Christophe Dessimoz, University of Lausanne, University College London, and Swiss Institute of Bioinformatics is the ISCB Overton Prize winner

2019 Overton Prize Winner:
Christophe Dessimoz

2019 ISCB Overton Prize: Christophe Dessimoz


Christophe Dessimoz, SNSF Professor, University of Lausanne; Associate Professor, University College London; Group Leader, Swiss Institute of Bioinformatics

The Overton Prize recognizes the research, education, and service accomplishments of early to mid-career scientists who are emerging leaders in computational biology and bioinformatics. The Overton Prize was instituted in 2001 to honor the untimely loss of G. Christian Overton, a leading bioinformatics researcher and a founding member of the ISCB Board of Directors. Christophe Dessimoz is being recognized as the 2019 winner of the Overton Prize.
 
Christophe Dessimoz is a SNSF Professor at the University of Lausanne; an Associate Professor at the University College London; a Group Leader at the Swiss Institute for Bioinformatics. Christophe obtained his Master in Biology (2003) and PhD in Computer Science (2009) from ETH Zurich, Switzerland. After a postdoc at the European Bioinformatics Institute near Cambridge (UK), he joined University College London as Lecturer (2013) and was promoted to a Reader in 2015. He joined the University of Lausanne as a SNSF Professor in 2015. With 70 papers published, Christophe has made varied and sustained contributions to bioinformatics.

He is renowned for his contributions to and subsequently management of the OMA resource providing high quality information on orthologous proteins. OMA is a very highly regarded resource with important applications in protein function prediction.

Another important thread across Christophe’s work has been his pursuit of benchmarking.

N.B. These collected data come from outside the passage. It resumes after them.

//! The NLP pipeline: tokenize, tag, lemmatize, flag stopwords, recognize entities
//!
//! `NlpPipeline` is built once and shared by reference. Every operation takes
//! the raw text and returns an owned result.

use crate::error::{NlpLensError, Result};
use crate::processing::entities::{render_entities_html, Entity, EntityRecognizer};
use crate::processing::keywords::{get_most_common_tokens, KeywordFrequency};
use crate::processing::lemmatizer::Lemmatizer;
use crate::processing::pos_tagger::{PosTag, PosTagger};
use crate::processing::sentiment::{Sentiment, SentimentAnalyzer};
use crate::processing::stopwords::StopwordFilter;
use crate::processing::tokenizer::{word_shape, Tokenizer};
use crate::processing::word_stats::{word_stats, WordStats};
use log::debug;
use serde::{Deserialize, Serialize};

/// CSV header of the token table
pub const TOKEN_TABLE_HEADERS: [&str; 7] = ["Token", "Shape", "PoS", "Tag", "Lemma", "IsAlpha", "Is_Stop_Word"];

#[derive(Debug, Clone, PartialEq, Serialize, Deserialize)]
pub struct Token {
    pub text: String,
    pub start: usize,
    pub end: usize,
    pub whitespace: bool,
    pub is_space: bool,
    pub sentence_start: bool,
    pub shape: String,
    pub pos: PosTag,
    pub tag: String,
    pub lemma: String,
    pub is_alpha: bool,
    pub is_stop: bool,
}

/// An analyzed text
#[derive(Debug, Clone, Serialize, Deserialize)]
pub struct Doc {
    pub text: String,
    pub tokens: Vec<Token>,
}

impl Doc {
    pub fn len(&self) -> usize {
        self.tokens.len()
    }

    pub fn is_empty(&self) -> bool {
        self.tokens.is_empty()
    }
}

/// One row of the token table
#[derive(Debug, Clone, PartialEq, Serialize, Deserialize)]
pub struct TokenRecord {
    pub token: String,
    pub shape: String,
    pub pos: PosTag,
    pub tag: String,
    pub lemma: String,
    pub is_alpha: bool,
    pub is_stop: bool,
}

impl From<&Token> for TokenRecord {
    fn from(token: &Token) -> Self {
        Self {
            token: token.text.clone(),
            shape: token.shape.clone(),
            pos: token.pos,
            tag: token.tag.clone(),
            lemma: token.lemma.clone(),
            is_alpha: token.is_alpha,
            is_stop: token.is_stop,
        }
    }
}

#[derive(Debug, Clone, Default, PartialEq, Serialize, Deserialize)]
pub struct TokenTable {
    pub rows: Vec<TokenRecord>,
}

impl TokenTable {
    pub fn len(&self) -> usize {
        self.rows.len()
    }

    pub fn is_empty(&self) -> bool {
        self.rows.is_empty()
    }

    /// Serialize with Python-style `True`/`False` booleans
    pub fn to_csv(&self) -> Result<String> {
        let mut writer = csv::Writer::from_writer(Vec::new());
        writer.write_record(TOKEN_TABLE_HEADERS)?;
        for row in &self.rows {
            writer.write_record([
                row.token.as_str(),
                row.shape.as_str(),
                row.pos.as_str(),
                row.tag.as_str(),
                row.lemma.as_str(),
                py_bool(row.is_alpha),
                py_bool(row.is_stop),
            ])?;
        }
        let bytes = writer
            .into_inner()
            .map_err(|e| NlpLensError::OutputFormatting(format!("Failed to flush CSV: {}", e)))?;
        String::from_utf8(bytes)
            .map_err(|e| NlpLensError::OutputFormatting(format!("CSV is not UTF-8: {}", e)))
    }

    pub fn from_csv(data: &str) -> Result<Self> {
        let mut reader = csv::Reader::from_reader(data.as_bytes());
        let headers = reader.headers()?.clone();
        if headers.iter().ne(TOKEN_TABLE_HEADERS.iter().copied()) {
            return Err(NlpLensError::InvalidInput(format!(
                "Unexpected token table header: {}",
                headers.iter().collect::<Vec<_>>().join(",")
            )));
        }

        let mut rows = Vec::new();
        for record in reader.records() {
            let record = record?;
            let field = |i: usize| record.get(i).unwrap_or_default().to_string();
            let pos = PosTag::parse(&field(2))
                .ok_or_else(|| NlpLensError::InvalidInput(format!("Unknown PoS tag: {}", field(2))))?;
            rows.push(TokenRecord {
                token: field(0),
                shape: field(1),
                pos,
                tag: field(3),
                lemma: field(4),
                is_alpha: parse_py_bool(&field(5))?,
                is_stop: parse_py_bool(&field(6))?,
            });
        }
        Ok(Self { rows })
    }

    pub fn column_names() -> Vec<String> {
        TOKEN_TABLE_HEADERS.iter().map(|h| h.to_string()).collect()
    }
}

fn py_bool(value: bool) -> &'static str {
    if value {
        "True"
    } else {
        "False"
    }
}

fn parse_py_bool(value: &str) -> Result<bool> {
    match value {
        "True" | "true" => Ok(true),
        "False" | "false" => Ok(false),
        other => Err(NlpLensError::InvalidInput(format!("Not a boolean: {}", other))),
    }
}

pub struct NlpPipeline {
    tokenizer: Tokenizer,
    tagger: PosTagger,
    lemmatizer: Lemmatizer,
    stopwords: StopwordFilter,
    recognizer: EntityRecognizer,
    sentiment: SentimentAnalyzer,
}

impl NlpPipeline {
    pub fn new(language: &str) -> Result<Self> {
        let sentiment = SentimentAnalyzer::new();
        let tagger = PosTagger::new().with_adjectives(sentiment.adjectives());
        Ok(Self {
            tokenizer: Tokenizer::new(),
            tagger,
            lemmatizer: Lemmatizer::new(),
            stopwords: StopwordFilter::new(language),
            recognizer: EntityRecognizer::new()?,
            sentiment,
        })
    }

    pub fn stopwords(&self) -> &StopwordFilter {
        &self.stopwords
    }

    pub fn analyze(&self, text: &str) -> Doc {
        let raw = self.tokenizer.tokenize(text);
        let tags = self.tagger.tag(&raw);

        let tokens: Vec<Token> = raw
            .into_iter()
            .zip(tags)
            .map(|(raw, tagged)| {
                let lemma = self.lemmatizer.lemmatize(&raw.text, tagged);
                let is_alpha = !raw.text.is_empty() && raw.text.chars().all(char::is_alphabetic);
                let is_stop = !raw.is_space && self.stopwords.is_stopword(&raw.text);
                Token {
                    shape: word_shape(&raw.text),
                    pos: tagged.pos,
                    tag: tagged.tag.to_string(),
                    lemma,
                    is_alpha,
                    is_stop,
                    text: raw.text,
                    start: raw.start,
                    end: raw.end,
                    whitespace: raw.whitespace,
                    is_space: raw.is_space,
                    sentence_start: raw.sentence_start,
                }
            })
            .collect();

        debug!("Analyzed {} tokens", tokens.len());
        Doc {
            text: text.to_string(),
            tokens,
        }
    }

    /// One row per token
    pub fn text_analyzer(&self, text: &str) -> TokenTable {
        let doc = self.analyze(text);
        TokenTable {
            rows: doc.tokens.iter().map(TokenRecord::from).collect(),
        }
    }

    pub fn get_entities(&self, text: &str) -> Vec<Entity> {
        let doc = self.analyze(text);
        self.entities_of(&doc)
    }

    pub fn entities_of(&self, doc: &Doc) -> Vec<Entity> {
        self.recognizer.recognize(&doc.text, &doc.tokens)
    }

    pub fn render_entities(&self, text: &str) -> String {
        render_entities_html(text, &self.get_entities(text))
    }

    pub fn get_sentiments(&self, text: &str) -> Sentiment {
        self.sentiment.score(text)
    }

    pub fn word_stats(&self, text: &str) -> WordStats {
        word_stats(text, &self.stopwords)
    }

    pub fn remove_stopwords(&self, text: &str) -> String {
        self.stopwords.remove_stopwords(text)
    }

    pub fn get_most_common_tokens(&self, text: &str, n: usize) -> KeywordFrequency {
        get_most_common_tokens(text, n)
    }
}

/// Count of each coarse tag, in order of first appearance
pub fn pos_counts(table: &TokenTable) -> Vec<(PosTag, usize)> {
    let mut counts: Vec<(PosTag, usize)> = Vec::new();
    for row in &table.rows {
        match counts.iter_mut().find(|(pos, _)| *pos == row.pos) {
            Some((_, count)) => *count += 1,
            None => counts.push((row.pos, 1)),
        }
    }
    counts
}

#[cfg(test)]
mod tests {
    use super::*;

    fn pipeline() -> NlpPipeline {
        NlpPipeline::new("en").unwrap()
    }

    #[test]
    fn test_row_count_matches_tokens() {
        let nlp = pipeline();
        let text = "Apple is looking at buying a U.K. startup for $1 billion.\n\nIt's big news.";
        let doc = nlp.analyze(text);
        let table = nlp.text_analyzer(text);
        assert_eq!(table.len(), doc.len());
        assert!(nlp.text_analyzer("").is_empty());
    }

    #[test]
    fn test_token_attributes() {
        let nlp = pipeline();
        let table = nlp.text_analyzer("The children were running.");
        let children = &table.rows[1];
        assert_eq!(children.token, "children");
        assert_eq!(children.lemma, "child");
        assert_eq!(children.shape, "xxxx");
        assert!(children.is_alpha);
        assert!(table.rows[0].is_stop);
        let period = table.rows.last().unwrap();
        assert_eq!(period.pos, PosTag::Punct);
        assert!(!period.is_alpha);
    }

    #[test]
    fn test_csv_round_trip() {
        let nlp = pipeline();
        let table = nlp.text_analyzer("Hello, \"quoted\" world!");
        let csv = table.to_csv().unwrap();
        assert_eq!(csv.lines().next(), Some("Token,Shape,PoS,Tag,Lemma,IsAlpha,Is_Stop_Word"));
        assert!(csv.contains("True") && csv.contains("False"));
        let parsed = TokenTable::from_csv(&csv).unwrap();
        assert_eq!(parsed.len(), table.len());
        assert_eq!(parsed, table);
    }

    #[test]
    fn test_from_csv_rejects_wrong_header() {
        assert!(TokenTable::from_csv("a,b,c\n1,2,3\n").is_err());
    }

    #[test]
    fn test_entities_in_text() {
        let nlp = pipeline();
        let entities = nlp.get_entities("Yesterday Tim Cook said Apple will open a store in London.");
        let found: Vec<(&str, &str)> = entities
            .iter()
            .map(|e| (e.text.as_str(), e.label.as_str()))
            .collect();
        assert!(found.contains(&("Tim Cook", "PERSON")));
        assert!(found.contains(&("Apple", "ORG")));
        assert!(found.contains(&("London", "GPE")));
        assert!(found.contains(&("Yesterday", "DATE")));
    }

    #[test]
    fn test_render_entities_marks_spans() {
        let nlp = pipeline();
        let html = nlp.render_entities("Google hired 300 engineers in Paris.");
        assert!(html.contains("<mark class=\"entity\""));
        assert!(html.contains(">GPE</span>"));
        assert!(html.contains(">CARDINAL</span>"));
    }

    #[test]
    fn test_pos_counts_first_appearance_order() {
        let nlp = pipeline();
        let table = nlp.text_analyzer("The dog barked. The cat slept.");
        let counts = pos_counts(&table);
        assert_eq!(counts[0], (PosTag::Det, 2));
        assert_eq!(counts.iter().map(|(_, c)| c).sum::<usize>(), table.len());
    }

    #[test]
    fn test_remove_stopwords_and_keywords() {
        let nlp = pipeline();
        let processed = nlp.remove_stopwords("the zebra and the giraffe and the zebra");
        assert_eq!(processed, "zebra giraffe zebra");
        let keywords = nlp.get_most_common_tokens(&processed, 5);
        assert_eq!(keywords.entries[0], ("zebra".to_string(), 2));
    }
}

Christophe’s rigorous approach to benchmarking had a major impact on three key subfields of computational biology: orthology inference, sequence alignment, and gene ontology.

ISCB will present award winners Bonnie Berger (Accomplishments by a Senior Scientist Award), Christophe Dessimoz (Overton Prize), William Stafford Noble (Innovator Award) and Barbara Bryant (Outstanding Contributions to ISCB Award), at ISMB/ECCB 2019 (www.iscb.org/ismbeccb2019), which is being held in Basel, Switzerland, July 21-25. Berger, Dessimoz, and Noble will present keynote addresses during the conference.
 
Full bibliographical articles profiling the award recipients will be available in the ISMB/ECCB 2019 focus issue of the ISCB newsletter later this year, as well as the ISCB Society Pages in OUP Bioinformatics, and F1000 Research ISCB Community Journal.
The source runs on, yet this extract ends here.